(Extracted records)

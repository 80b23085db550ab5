//! Live watch connection tracking.
//!
//! # Responsibilities
//! - Identify each websocket by its remote address
//! - Snapshot live connections for diagnostics
//! - Forcibly close a specific connection

use std::net::SocketAddr;
use std::sync::Arc;
use std::time::{Duration, Instant};

use dashmap::DashMap;
use tokio_util::sync::CancellationToken;

use crate::observability::metrics;

/// One live server-side watch connection.
#[derive(Debug)]
pub struct Conn {
    id: String,
    remote_addr: SocketAddr,
    topic: String,
    node: Option<String>,
    connected_at: Instant,
    cancel: CancellationToken,
}

impl Conn {
    /// Create a connection whose lifetime is bounded by `parent`.
    pub fn new(remote_addr: SocketAddr, topic: String, node: Option<String>, parent: &CancellationToken) -> Self {
        Self {
            id: remote_addr.to_string(),
            remote_addr,
            topic,
            node,
            connected_at: Instant::now(),
            cancel: parent.child_token(),
        }
    }

    /// Stable identifier, derived from the remote address.
    pub fn id(&self) -> &str {
        &self.id
    }

    pub fn remote_addr(&self) -> SocketAddr {
        self.remote_addr
    }

    pub fn topic(&self) -> &str {
        &self.topic
    }

    pub fn node(&self) -> Option<&str> {
        self.node.as_deref()
    }

    pub fn uptime(&self) -> Duration {
        self.connected_at.elapsed()
    }

    /// Ask the connection's tasks to shut down.
    pub fn close(&self) {
        self.cancel.cancel();
    }

    pub fn is_closed(&self) -> bool {
        self.cancel.is_cancelled()
    }

    /// Token cancelled when this connection must go away.
    pub fn cancelled(&self) -> &CancellationToken {
        &self.cancel
    }
}

/// Registry of live watch connections.
#[derive(Debug, Clone, Default)]
pub struct ConnTrack {
    conns: Arc<DashMap<String, Arc<Conn>>>,
}

impl ConnTrack {
    pub fn new() -> Self {
        Self::default()
    }

    /// Register a connection, replacing any stale entry with the same id.
    pub fn upsert(&self, conn: Arc<Conn>) {
        self.conns.insert(conn.id().to_string(), conn);
        metrics::record_connection_count(self.conns.len());
    }

    /// Unregister a connection without closing it.
    pub fn delete(&self, id: &str) -> Option<Arc<Conn>> {
        let removed = self.conns.remove(id).map(|(_, conn)| conn);
        metrics::record_connection_count(self.conns.len());
        removed
    }

    pub fn get(&self, id: &str) -> Option<Arc<Conn>> {
        self.conns.get(id).map(|r| Arc::clone(r.value()))
    }

    /// Copy of the live connection list.
    pub fn snapshot(&self) -> Vec<Arc<Conn>> {
        self.conns.iter().map(|r| Arc::clone(r.value())).collect()
    }

    pub fn len(&self) -> usize {
        self.conns.len()
    }

    pub fn is_empty(&self) -> bool {
        self.conns.is_empty()
    }

    /// Register `conn` for as long as the returned guard lives.
    pub fn track(&self, conn: Arc<Conn>) -> ConnGuard {
        self.upsert(Arc::clone(&conn));
        tracing::debug!(connection = %conn.id(), topic = %conn.topic(), "Connection tracked");
        ConnGuard {
            track: self.clone(),
            conn,
        }
    }
}

/// Guard that unregisters a connection when dropped.
#[derive(Debug)]
pub struct ConnGuard {
    track: ConnTrack,
    conn: Arc<Conn>,
}

impl ConnGuard {
    pub fn conn(&self) -> &Arc<Conn> {
        &self.conn
    }
}

impl Drop for ConnGuard {
    fn drop(&mut self) {
        // Only remove our own entry; a reconnect may reuse the id.
        self.track
            .conns
            .remove_if(self.conn.id(), |_, c| Arc::ptr_eq(c, &self.conn));
        metrics::record_connection_count(self.track.conns.len());
        tracing::trace!(connection = %self.conn.id(), "Connection untracked");
    }
}

#[cfg(test)]
mod tests {
    use super::*;

    fn conn(port: u16, parent: &CancellationToken) -> Arc<Conn> {
        let addr: SocketAddr = format!("127.0.0.1:{}", port).parse().unwrap();
        Arc::new(Conn::new(addr, "all".into(), None, parent))
    }

    #[test]
    fn id_is_remote_address() {
        let parent = CancellationToken::new();
        let c = conn(4000, &parent);
        assert_eq!(c.id(), "127.0.0.1:4000");
    }

    #[test]
    fn track_and_untrack() {
        let parent = CancellationToken::new();
        let track = ConnTrack::new();
        assert!(track.is_empty());

        let g1 = track.track(conn(4001, &parent));
        let g2 = track.track(conn(4002, &parent));
        assert_eq!(track.len(), 2);
        assert!(track.get("127.0.0.1:4001").is_some());

        drop(g1);
        assert_eq!(track.len(), 1);
        assert!(track.get("127.0.0.1:4001").is_none());

        drop(g2);
        assert!(track.snapshot().is_empty());
    }

    #[test]
    fn stale_guard_does_not_remove_replacement() {
        let parent = CancellationToken::new();
        let track = ConnTrack::new();
        let old = track.track(conn(4003, &parent));
        let new = conn(4003, &parent);
        track.upsert(Arc::clone(&new));

        drop(old);
        let current = track.get("127.0.0.1:4003").unwrap();
        assert!(Arc::ptr_eq(&current, &new));
    }

    #[test]
    fn close_cancels_only_that_connection() {
        let parent = CancellationToken::new();
        let a = conn(4004, &parent);
        let b = conn(4005, &parent);

        a.close();
        assert!(a.is_closed());
        assert!(!b.is_closed());

        parent.cancel();
        assert!(b.is_closed());
    }
}
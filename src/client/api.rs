//! Endpoints and REST access for the three API views.

use std::ops::Deref;

use serde::de::DeserializeOwned;
use url::Url;

use crate::api::{ConfigList, LicenseStatus, StunnerConfig};
use crate::client::ClientError;
use crate::settings::{validate_keepalive, KeepaliveSettings};

const CONFIGS_PATH: &str = "/api/v1/configs";
const LICENSE_PATH: &str = "/api/v1/license";

/// Parse a server address, accepting a bare `host:port`.
pub(crate) fn base_url(addr: &str) -> Result<Url, ClientError> {
    let raw = if addr.contains("://") {
        addr.to_string()
    } else {
        format!("http://{}", addr)
    };
    let url = Url::parse(&raw).map_err(|e| ClientError::InvalidAddress(addr.to_string(), e))?;
    match url.scheme() {
        "http" | "https" | "ws" | "wss" => Ok(url),
        other => Err(ClientError::UnsupportedScheme(other.to_string())),
    }
}

fn with_scheme(url: &Url, scheme: &str) -> Url {
    // Url::set_scheme only fails across special/non-special schemes;
    // http(s) and ws(s) are all special.
    let mut out = url.clone();
    let _ = out.set_scheme(scheme);
    out
}

/// URLs for one view of the configs API.
#[derive(Debug, Clone, PartialEq, Eq)]
pub struct Endpoint {
    /// Plain GET endpoint.
    pub http: Url,
    /// Watch endpoint, `ws` or `wss`.
    pub ws: Url,
    /// Value of the `Origin` header sent on the upgrade.
    pub origin: String,
    /// Human-readable topic for logs and metrics.
    pub topic: String,
}

impl Endpoint {
    fn new(addr: &str, path: &str, node: Option<&str>, topic: String) -> Result<Self, ClientError> {
        let base = base_url(addr)?;
        let (http_scheme, ws_scheme) = match base.scheme() {
            "https" | "wss" => ("https", "wss"),
            _ => ("http", "ws"),
        };

        let mut http = with_scheme(&base, http_scheme);
        http.set_path(path);
        http.set_query(None);

        let mut ws = with_scheme(&http, ws_scheme);
        {
            let mut query = ws.query_pairs_mut();
            query.append_pair("watch", "true");
            if let Some(node) = node {
                query.append_pair("node", node);
            }
        }

        let origin = http.origin().ascii_serialization();
        Ok(Self {
            http,
            ws,
            origin,
            topic,
        })
    }
}

/// Shared client behind every view: REST snapshot plus the watch loop.
#[derive(Debug, Clone)]
pub struct ConfigClient {
    pub(crate) endpoint: Endpoint,
    pub(crate) keepalive: KeepaliveSettings,
    http: reqwest::Client,
}

impl ConfigClient {
    fn new(endpoint: Endpoint, keepalive: KeepaliveSettings) -> Result<Self, ClientError> {
        validate_keepalive(&keepalive).map_err(ClientError::Keepalive)?;
        Ok(Self {
            endpoint,
            keepalive,
            http: reqwest::Client::new(),
        })
    }

    pub fn endpoint(&self) -> &Endpoint {
        &self.endpoint
    }

    /// GET the view's REST endpoint and decode the body.
    pub(crate) async fn fetch<T: DeserializeOwned>(&self) -> Result<T, ClientError> {
        let body = self
            .http
            .get(self.endpoint.http.clone())
            .send()
            .await?
            .error_for_status()?
            .json()
            .await?;
        Ok(body)
    }
}

/// Every config on the server.
#[derive(Debug, Clone)]
pub struct AllConfigsApi(ConfigClient);

impl AllConfigsApi {
    pub fn new(addr: &str, keepalive: KeepaliveSettings) -> Result<Self, ClientError> {
        let endpoint = Endpoint::new(addr, CONFIGS_PATH, None, "all".to_string())?;
        Ok(Self(ConfigClient::new(endpoint, keepalive)?))
    }

    /// Fetch every config once.
    pub async fn get(&self) -> Result<Vec<StunnerConfig>, ClientError> {
        Ok(self.fetch::<ConfigList>().await?.items)
    }
}

/// Configs of one namespace.
#[derive(Debug, Clone)]
pub struct ConfigsNamespaceApi(ConfigClient);

impl ConfigsNamespaceApi {
    pub fn new(addr: &str, namespace: &str, keepalive: KeepaliveSettings) -> Result<Self, ClientError> {
        let path = format!("{}/{}", CONFIGS_PATH, namespace);
        let endpoint = Endpoint::new(addr, &path, None, format!("{}/*", namespace))?;
        Ok(Self(ConfigClient::new(endpoint, keepalive)?))
    }

    /// Fetch the namespace's configs once.
    pub async fn get(&self) -> Result<Vec<StunnerConfig>, ClientError> {
        Ok(self.fetch::<ConfigList>().await?.items)
    }
}

/// A single config, optionally patched for the node the caller runs on.
#[derive(Debug, Clone)]
pub struct ConfigNamespaceNameApi(ConfigClient);

impl ConfigNamespaceNameApi {
    pub fn new(
        addr: &str,
        namespace: &str,
        name: &str,
        node: Option<&str>,
        keepalive: KeepaliveSettings,
    ) -> Result<Self, ClientError> {
        let path = format!("{}/{}/{}", CONFIGS_PATH, namespace, name);
        let node = node.filter(|n| !n.is_empty());
        let endpoint = Endpoint::new(addr, &path, node, format!("{}/{}", namespace, name))?;
        Ok(Self(ConfigClient::new(endpoint, keepalive)?))
    }

    /// Fetch the config once. A missing config is an HTTP 404 error.
    pub async fn get(&self) -> Result<StunnerConfig, ClientError> {
        self.fetch().await
    }
}

macro_rules! deref_client {
    ($($view:ty),*) => {
        $(
            impl $view {
                /// Unwrap the shared client, e.g. to hold any view as one type.
                pub fn into_inner(self) -> ConfigClient {
                    self.0
                }
            }

            impl Deref for $view {
                type Target = ConfigClient;

                fn deref(&self) -> &ConfigClient {
                    &self.0
                }
            }
        )*
    };
}

deref_client!(AllConfigsApi, ConfigsNamespaceApi, ConfigNamespaceNameApi);

/// Read-only access to the server's license status.
#[derive(Debug, Clone)]
pub struct LicenseApi {
    url: Url,
    http: reqwest::Client,
}

impl LicenseApi {
    pub fn new(addr: &str) -> Result<Self, ClientError> {
        let mut url = base_url(addr)?;
        if url.scheme() == "ws" || url.scheme() == "wss" {
            let scheme = if url.scheme() == "wss" { "https" } else { "http" };
            url = with_scheme(&url, scheme);
        }
        url.set_path(LICENSE_PATH);
        url.set_query(None);
        Ok(Self {
            url,
            http: reqwest::Client::new(),
        })
    }

    pub async fn get(&self) -> Result<LicenseStatus, ClientError> {
        let status = self
            .http
            .get(self.url.clone())
            .send()
            .await?
            .error_for_status()?
            .json()
            .await?;
        Ok(status)
    }
}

DIRECTIONS:
Return, unchanged, the run of lines above that opens with the line containing "without closing it." and closes with the line containing "self.conns.iter().map(|r| Arc::clone(r.value())).collect()". Include both.

ANSWER TO THIS PROBLEM:
    /// Unregister a connection without closing it.
    pub fn delete(&self, id: &str) -> Option<Arc<Conn>> {
        let removed = self.conns.remove(id).map(|(_, conn)| conn);
        metrics::record_connection_count(self.conns.len());
        removed
    }

    pub fn get(&self, id: &str) -> Option<Arc<Conn>> {
        self.conns.get(id).map(|r| Arc::clone(r.value()))
    }

    /// Copy of the live connection list.
    pub fn snapshot(&self) -> Vec<Arc<Conn>> {
        self.conns.iter().map(|r| Arc::clone(r.value())).collect()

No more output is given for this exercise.